→ **Required work**:
Where does the word "transform" occur in the entries below? Copy every line that has it.

→ **Data for this task**:
--------------------------------------------------

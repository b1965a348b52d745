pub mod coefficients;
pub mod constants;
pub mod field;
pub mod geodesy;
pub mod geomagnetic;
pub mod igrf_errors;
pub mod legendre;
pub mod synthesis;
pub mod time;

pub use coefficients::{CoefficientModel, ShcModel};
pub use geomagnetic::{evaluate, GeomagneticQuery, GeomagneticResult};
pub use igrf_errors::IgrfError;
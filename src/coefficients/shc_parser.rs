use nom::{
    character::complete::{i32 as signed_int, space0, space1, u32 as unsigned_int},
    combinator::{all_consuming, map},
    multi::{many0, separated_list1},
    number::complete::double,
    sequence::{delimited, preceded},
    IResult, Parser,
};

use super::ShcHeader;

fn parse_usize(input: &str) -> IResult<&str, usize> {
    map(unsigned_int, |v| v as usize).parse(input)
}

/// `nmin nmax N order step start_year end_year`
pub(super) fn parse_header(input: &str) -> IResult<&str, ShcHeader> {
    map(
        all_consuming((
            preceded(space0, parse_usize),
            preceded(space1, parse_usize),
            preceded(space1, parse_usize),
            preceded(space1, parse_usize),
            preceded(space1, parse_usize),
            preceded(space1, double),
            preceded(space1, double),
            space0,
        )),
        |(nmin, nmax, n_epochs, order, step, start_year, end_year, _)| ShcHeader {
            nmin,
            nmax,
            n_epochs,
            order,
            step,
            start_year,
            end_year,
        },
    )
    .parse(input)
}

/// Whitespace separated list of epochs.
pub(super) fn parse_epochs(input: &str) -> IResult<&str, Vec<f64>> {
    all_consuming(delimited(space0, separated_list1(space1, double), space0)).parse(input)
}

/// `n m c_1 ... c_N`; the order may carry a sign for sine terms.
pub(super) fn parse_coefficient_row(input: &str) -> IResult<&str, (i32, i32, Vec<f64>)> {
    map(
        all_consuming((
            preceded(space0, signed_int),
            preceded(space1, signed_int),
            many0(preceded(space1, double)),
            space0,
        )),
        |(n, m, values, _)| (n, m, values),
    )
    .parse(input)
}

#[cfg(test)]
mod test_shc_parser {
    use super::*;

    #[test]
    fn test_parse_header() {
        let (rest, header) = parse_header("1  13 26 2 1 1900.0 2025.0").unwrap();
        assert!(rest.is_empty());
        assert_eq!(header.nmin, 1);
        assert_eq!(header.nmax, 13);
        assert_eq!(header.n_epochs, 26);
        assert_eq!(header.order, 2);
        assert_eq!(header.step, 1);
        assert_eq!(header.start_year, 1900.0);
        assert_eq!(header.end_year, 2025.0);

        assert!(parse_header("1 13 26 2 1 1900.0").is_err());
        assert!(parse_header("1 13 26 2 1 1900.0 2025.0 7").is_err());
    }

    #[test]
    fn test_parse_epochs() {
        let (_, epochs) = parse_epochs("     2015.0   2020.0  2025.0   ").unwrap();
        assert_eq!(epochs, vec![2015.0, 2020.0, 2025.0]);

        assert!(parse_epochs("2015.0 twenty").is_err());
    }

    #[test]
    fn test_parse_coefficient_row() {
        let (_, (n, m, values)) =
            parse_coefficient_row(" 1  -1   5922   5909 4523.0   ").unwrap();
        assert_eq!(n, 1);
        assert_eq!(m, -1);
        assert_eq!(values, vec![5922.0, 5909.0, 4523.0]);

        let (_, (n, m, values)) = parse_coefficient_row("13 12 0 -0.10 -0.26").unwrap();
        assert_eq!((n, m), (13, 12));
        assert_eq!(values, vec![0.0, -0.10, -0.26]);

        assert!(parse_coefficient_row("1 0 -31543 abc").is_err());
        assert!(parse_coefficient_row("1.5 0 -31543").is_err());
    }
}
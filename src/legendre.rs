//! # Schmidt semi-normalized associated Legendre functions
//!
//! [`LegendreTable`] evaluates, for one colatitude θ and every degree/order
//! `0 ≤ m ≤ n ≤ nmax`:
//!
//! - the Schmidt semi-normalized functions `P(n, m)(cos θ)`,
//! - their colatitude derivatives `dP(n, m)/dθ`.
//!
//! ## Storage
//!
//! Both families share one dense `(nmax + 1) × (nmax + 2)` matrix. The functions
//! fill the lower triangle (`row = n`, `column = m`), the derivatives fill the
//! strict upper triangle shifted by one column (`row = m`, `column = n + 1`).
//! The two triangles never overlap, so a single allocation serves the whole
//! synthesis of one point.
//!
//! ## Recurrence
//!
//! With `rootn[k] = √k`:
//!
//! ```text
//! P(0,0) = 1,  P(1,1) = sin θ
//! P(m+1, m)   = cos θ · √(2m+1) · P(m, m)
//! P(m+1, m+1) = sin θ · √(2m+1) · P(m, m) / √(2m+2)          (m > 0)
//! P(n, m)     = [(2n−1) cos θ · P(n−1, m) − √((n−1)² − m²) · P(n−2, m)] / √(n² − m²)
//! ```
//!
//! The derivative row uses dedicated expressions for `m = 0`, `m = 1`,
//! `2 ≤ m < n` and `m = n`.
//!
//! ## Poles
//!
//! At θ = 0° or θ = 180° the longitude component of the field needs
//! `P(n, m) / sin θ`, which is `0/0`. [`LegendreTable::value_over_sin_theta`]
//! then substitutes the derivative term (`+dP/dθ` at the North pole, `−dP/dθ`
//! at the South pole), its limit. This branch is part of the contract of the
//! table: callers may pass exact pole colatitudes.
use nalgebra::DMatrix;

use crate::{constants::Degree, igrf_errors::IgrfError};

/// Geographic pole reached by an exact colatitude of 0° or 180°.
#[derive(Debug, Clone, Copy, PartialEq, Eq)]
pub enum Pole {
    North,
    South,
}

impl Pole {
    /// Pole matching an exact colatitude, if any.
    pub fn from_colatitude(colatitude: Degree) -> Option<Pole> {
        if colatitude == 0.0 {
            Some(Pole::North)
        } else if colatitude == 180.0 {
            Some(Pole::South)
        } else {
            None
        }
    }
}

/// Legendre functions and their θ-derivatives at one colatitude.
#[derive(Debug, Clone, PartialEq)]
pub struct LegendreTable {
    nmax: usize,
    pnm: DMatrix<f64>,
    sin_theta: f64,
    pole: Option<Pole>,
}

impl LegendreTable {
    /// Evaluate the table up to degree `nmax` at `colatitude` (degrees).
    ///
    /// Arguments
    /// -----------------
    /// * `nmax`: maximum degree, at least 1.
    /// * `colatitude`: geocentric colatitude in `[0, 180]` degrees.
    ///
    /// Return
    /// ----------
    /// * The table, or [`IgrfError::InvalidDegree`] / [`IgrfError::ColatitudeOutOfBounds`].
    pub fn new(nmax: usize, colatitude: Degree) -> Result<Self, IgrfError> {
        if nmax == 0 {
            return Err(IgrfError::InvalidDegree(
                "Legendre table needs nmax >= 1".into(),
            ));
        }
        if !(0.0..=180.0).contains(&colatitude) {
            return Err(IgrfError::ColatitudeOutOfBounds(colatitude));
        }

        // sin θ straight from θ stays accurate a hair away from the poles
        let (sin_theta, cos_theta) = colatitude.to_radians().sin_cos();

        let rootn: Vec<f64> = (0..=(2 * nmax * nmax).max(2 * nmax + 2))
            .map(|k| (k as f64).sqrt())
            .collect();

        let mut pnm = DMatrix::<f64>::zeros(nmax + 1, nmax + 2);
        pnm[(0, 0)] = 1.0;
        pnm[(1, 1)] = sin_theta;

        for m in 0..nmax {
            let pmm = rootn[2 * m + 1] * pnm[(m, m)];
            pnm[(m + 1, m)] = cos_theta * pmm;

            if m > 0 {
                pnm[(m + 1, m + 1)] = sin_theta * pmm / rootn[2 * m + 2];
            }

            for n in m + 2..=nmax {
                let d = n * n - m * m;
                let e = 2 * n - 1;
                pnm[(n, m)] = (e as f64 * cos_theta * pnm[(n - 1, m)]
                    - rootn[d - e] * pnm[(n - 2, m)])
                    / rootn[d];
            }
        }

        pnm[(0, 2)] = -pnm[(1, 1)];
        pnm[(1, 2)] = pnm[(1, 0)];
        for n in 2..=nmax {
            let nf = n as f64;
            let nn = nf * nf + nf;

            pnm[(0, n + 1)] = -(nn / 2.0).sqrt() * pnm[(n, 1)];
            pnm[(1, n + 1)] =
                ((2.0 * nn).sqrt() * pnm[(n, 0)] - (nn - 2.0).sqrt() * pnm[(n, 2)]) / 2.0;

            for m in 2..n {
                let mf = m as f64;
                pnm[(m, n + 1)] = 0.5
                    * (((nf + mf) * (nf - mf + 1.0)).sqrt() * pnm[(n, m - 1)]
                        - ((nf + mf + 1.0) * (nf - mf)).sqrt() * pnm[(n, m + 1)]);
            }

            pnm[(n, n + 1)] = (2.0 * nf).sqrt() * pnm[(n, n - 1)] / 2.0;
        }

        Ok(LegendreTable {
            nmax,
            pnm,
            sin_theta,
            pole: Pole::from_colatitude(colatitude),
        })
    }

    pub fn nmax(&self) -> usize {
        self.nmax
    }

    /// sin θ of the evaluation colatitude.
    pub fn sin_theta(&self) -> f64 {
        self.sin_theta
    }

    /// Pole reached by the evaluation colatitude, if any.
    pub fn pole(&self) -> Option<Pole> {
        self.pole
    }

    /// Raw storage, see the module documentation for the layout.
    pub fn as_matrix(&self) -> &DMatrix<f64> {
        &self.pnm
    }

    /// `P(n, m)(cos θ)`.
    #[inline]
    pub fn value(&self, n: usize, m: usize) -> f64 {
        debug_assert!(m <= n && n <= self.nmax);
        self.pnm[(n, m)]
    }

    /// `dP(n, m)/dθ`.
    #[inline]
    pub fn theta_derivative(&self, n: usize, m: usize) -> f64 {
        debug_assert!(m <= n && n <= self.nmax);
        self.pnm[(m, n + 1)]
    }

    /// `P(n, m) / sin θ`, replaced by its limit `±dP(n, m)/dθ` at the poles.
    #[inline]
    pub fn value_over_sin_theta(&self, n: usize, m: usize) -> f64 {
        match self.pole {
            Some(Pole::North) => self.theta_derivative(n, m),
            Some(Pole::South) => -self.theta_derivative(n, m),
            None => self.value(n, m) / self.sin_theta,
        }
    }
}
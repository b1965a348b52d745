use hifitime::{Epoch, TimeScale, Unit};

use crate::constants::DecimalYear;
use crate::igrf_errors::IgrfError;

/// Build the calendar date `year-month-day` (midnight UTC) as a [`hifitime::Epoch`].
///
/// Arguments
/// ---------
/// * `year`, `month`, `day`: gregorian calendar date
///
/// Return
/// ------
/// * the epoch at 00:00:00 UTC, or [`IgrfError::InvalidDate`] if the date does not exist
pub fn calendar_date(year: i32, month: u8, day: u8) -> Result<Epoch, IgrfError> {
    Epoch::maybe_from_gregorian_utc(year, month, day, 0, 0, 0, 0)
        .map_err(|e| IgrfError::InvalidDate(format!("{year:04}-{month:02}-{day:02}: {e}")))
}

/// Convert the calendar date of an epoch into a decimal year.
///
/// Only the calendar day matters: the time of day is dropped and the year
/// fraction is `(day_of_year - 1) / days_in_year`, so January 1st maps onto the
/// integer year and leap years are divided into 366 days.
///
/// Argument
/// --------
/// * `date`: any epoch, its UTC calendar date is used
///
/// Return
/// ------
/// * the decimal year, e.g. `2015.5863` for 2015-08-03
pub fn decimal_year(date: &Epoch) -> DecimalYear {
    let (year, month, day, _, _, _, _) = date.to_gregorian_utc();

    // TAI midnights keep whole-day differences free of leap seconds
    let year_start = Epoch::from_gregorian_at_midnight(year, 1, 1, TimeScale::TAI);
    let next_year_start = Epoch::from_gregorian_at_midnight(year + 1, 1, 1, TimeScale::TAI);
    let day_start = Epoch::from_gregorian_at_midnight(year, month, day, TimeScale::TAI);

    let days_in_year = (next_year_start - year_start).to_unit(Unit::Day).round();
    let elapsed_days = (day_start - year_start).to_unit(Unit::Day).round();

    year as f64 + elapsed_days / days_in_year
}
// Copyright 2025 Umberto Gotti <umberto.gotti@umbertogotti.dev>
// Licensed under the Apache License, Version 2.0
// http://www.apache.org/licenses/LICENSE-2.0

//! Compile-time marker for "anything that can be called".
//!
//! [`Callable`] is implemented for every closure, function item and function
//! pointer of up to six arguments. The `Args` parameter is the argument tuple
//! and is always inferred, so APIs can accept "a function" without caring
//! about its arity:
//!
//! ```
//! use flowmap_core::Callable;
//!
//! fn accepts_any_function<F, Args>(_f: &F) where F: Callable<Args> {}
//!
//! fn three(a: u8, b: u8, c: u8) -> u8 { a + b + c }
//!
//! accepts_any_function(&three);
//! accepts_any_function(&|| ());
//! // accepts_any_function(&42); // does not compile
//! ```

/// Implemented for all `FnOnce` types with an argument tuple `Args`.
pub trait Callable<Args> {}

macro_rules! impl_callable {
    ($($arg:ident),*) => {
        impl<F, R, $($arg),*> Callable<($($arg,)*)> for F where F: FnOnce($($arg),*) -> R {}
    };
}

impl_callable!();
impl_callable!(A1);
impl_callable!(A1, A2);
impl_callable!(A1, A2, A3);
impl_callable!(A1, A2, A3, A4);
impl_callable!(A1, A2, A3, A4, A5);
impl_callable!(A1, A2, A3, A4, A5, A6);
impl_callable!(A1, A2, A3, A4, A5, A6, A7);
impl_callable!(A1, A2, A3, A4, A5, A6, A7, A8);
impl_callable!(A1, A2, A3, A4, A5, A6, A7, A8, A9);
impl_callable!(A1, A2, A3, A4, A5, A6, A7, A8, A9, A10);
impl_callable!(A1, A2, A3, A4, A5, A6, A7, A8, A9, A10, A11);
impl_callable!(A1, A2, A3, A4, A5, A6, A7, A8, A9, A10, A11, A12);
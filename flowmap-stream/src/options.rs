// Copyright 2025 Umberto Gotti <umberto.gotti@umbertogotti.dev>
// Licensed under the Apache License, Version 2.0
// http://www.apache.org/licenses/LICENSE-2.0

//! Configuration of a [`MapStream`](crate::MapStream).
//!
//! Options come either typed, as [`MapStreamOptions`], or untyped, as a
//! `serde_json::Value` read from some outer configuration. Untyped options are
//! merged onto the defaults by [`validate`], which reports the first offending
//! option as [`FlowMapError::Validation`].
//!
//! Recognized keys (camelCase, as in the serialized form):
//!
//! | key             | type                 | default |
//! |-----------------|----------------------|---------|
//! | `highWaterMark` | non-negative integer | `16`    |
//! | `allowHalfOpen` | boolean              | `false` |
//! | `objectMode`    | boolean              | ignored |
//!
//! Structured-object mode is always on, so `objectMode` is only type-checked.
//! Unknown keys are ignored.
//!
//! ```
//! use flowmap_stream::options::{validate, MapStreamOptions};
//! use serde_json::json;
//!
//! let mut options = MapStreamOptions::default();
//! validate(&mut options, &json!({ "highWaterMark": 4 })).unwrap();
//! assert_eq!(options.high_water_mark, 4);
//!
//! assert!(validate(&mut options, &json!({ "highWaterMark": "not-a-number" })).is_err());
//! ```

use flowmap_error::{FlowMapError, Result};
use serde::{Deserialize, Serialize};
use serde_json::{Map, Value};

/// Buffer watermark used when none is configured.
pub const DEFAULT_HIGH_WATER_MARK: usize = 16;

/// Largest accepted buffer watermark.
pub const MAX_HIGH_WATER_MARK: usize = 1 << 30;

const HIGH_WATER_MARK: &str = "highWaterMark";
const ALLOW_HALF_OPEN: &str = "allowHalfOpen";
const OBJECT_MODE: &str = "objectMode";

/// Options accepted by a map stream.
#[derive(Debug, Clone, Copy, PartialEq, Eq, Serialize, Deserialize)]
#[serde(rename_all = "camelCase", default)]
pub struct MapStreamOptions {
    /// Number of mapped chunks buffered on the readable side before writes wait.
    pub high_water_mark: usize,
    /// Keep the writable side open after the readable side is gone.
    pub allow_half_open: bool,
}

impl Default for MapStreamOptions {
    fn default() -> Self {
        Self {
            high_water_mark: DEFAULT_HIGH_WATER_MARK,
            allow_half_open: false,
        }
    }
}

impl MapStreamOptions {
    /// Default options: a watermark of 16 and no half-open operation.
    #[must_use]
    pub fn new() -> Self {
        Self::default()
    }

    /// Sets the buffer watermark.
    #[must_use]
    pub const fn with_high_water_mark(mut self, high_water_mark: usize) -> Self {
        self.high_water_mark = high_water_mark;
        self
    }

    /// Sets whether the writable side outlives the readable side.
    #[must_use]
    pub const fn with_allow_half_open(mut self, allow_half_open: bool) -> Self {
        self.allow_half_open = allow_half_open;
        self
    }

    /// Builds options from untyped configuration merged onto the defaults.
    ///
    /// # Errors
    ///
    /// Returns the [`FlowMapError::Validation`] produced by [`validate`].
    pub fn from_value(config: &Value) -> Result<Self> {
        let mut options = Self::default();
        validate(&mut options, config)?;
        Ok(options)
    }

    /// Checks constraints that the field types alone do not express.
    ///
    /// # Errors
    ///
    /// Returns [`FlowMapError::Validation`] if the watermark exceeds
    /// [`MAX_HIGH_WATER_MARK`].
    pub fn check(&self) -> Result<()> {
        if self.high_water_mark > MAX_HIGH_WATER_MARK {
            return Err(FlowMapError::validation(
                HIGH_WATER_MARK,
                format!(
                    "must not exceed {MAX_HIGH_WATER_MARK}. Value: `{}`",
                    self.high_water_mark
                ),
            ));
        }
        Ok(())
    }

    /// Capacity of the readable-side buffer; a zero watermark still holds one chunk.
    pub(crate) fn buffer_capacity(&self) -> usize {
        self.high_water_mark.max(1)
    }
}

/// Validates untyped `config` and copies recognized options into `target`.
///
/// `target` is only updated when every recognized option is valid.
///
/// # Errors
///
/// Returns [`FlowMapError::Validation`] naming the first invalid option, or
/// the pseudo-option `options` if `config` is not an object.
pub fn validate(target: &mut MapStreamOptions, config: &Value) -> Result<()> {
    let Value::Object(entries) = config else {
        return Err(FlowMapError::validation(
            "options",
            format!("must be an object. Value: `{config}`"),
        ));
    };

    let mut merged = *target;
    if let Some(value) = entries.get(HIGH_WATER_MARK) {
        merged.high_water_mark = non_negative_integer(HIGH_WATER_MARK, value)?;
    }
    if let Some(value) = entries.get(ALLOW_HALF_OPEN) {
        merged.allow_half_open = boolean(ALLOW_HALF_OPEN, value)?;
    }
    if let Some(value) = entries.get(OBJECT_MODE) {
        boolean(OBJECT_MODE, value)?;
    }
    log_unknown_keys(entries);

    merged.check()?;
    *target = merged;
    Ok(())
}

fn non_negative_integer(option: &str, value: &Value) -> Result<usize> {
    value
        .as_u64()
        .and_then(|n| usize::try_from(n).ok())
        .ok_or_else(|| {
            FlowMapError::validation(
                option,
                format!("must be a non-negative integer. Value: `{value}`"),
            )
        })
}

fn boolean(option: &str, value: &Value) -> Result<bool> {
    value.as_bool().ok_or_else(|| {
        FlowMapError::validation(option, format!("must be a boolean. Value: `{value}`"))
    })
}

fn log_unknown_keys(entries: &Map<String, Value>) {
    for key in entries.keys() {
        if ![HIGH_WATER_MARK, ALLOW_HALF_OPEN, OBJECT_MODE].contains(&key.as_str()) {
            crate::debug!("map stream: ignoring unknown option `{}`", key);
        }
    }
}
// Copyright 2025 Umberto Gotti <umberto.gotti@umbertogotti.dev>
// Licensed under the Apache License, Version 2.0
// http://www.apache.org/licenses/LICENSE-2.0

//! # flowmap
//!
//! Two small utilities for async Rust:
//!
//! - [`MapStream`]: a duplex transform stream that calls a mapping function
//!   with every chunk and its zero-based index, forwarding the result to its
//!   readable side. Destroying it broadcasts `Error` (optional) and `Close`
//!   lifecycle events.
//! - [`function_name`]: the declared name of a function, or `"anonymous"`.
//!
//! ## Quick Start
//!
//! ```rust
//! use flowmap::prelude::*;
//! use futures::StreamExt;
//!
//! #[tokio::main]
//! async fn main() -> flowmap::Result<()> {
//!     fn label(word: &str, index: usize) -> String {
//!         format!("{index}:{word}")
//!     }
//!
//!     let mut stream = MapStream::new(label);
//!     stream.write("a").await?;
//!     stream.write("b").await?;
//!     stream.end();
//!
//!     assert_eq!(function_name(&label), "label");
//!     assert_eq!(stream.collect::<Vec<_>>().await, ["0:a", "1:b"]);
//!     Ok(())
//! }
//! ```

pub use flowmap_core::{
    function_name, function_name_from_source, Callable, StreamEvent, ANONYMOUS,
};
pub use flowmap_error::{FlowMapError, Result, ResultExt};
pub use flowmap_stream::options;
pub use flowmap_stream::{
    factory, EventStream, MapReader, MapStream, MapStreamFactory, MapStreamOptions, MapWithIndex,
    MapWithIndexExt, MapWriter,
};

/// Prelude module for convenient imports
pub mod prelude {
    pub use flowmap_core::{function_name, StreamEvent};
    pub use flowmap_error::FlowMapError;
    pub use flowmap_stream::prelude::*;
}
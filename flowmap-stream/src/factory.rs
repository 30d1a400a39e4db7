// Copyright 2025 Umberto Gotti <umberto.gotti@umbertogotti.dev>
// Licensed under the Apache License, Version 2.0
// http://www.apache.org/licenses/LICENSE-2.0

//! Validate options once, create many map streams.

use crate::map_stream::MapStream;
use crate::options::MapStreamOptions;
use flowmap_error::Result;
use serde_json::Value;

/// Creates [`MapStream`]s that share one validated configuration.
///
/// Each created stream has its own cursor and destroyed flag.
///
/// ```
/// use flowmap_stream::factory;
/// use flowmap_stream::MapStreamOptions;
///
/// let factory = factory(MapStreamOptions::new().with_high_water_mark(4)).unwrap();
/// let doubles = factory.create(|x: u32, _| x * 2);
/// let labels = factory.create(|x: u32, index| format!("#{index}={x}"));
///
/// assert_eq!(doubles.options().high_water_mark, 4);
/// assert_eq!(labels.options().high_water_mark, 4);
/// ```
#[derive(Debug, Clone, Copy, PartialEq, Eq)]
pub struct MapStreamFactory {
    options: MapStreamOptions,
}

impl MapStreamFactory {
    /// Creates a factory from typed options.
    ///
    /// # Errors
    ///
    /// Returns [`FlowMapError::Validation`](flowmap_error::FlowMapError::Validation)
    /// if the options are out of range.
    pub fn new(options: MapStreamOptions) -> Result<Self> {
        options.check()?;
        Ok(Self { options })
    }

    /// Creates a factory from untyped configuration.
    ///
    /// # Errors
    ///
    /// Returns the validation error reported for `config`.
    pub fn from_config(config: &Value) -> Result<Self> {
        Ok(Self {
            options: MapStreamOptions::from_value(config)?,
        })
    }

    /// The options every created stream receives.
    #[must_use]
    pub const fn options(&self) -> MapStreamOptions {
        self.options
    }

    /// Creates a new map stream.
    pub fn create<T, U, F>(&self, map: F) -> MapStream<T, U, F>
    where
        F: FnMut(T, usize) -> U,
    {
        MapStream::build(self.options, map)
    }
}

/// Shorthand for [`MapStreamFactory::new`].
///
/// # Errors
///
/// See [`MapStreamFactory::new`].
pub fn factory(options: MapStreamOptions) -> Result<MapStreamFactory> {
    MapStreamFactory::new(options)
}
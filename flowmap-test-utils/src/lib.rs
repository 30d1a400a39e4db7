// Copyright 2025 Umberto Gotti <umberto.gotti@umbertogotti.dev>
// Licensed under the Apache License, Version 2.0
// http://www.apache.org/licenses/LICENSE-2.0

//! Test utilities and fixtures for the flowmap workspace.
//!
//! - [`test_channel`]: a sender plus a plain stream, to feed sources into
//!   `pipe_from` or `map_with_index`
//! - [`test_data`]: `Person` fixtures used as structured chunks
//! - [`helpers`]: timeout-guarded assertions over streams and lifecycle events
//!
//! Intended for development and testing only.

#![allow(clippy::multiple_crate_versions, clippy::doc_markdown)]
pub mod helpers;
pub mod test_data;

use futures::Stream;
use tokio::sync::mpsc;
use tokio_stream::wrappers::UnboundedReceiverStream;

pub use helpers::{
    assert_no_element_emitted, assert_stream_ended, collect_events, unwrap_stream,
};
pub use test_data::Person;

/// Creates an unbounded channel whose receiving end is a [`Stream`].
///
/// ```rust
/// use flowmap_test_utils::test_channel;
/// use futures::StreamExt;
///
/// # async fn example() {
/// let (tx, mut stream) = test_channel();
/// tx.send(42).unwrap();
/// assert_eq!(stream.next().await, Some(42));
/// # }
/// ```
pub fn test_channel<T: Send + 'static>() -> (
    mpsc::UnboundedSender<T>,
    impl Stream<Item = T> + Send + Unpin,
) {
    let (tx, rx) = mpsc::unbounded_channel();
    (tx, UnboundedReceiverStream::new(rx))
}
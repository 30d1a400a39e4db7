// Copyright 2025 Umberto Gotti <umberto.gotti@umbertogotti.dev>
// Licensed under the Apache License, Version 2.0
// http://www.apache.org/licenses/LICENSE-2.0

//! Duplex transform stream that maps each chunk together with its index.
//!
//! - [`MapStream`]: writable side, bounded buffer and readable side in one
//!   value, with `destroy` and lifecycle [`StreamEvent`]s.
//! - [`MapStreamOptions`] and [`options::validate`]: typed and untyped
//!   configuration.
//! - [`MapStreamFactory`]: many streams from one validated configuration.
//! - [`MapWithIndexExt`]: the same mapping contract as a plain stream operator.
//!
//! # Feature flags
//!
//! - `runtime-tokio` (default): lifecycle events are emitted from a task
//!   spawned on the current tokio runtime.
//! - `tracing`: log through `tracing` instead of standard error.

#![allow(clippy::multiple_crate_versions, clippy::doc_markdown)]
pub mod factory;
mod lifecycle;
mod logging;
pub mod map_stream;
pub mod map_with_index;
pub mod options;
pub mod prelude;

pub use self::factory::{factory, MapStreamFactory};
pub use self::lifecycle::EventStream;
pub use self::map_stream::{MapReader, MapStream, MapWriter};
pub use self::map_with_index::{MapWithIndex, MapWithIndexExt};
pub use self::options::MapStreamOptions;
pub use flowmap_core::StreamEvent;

--------------------------------------------------

→ **Answer to the exercise**:
//! - [`MapStream`]: a duplex transform stream that calls a mapping function
//! Duplex transform stream that maps each chunk together with its index.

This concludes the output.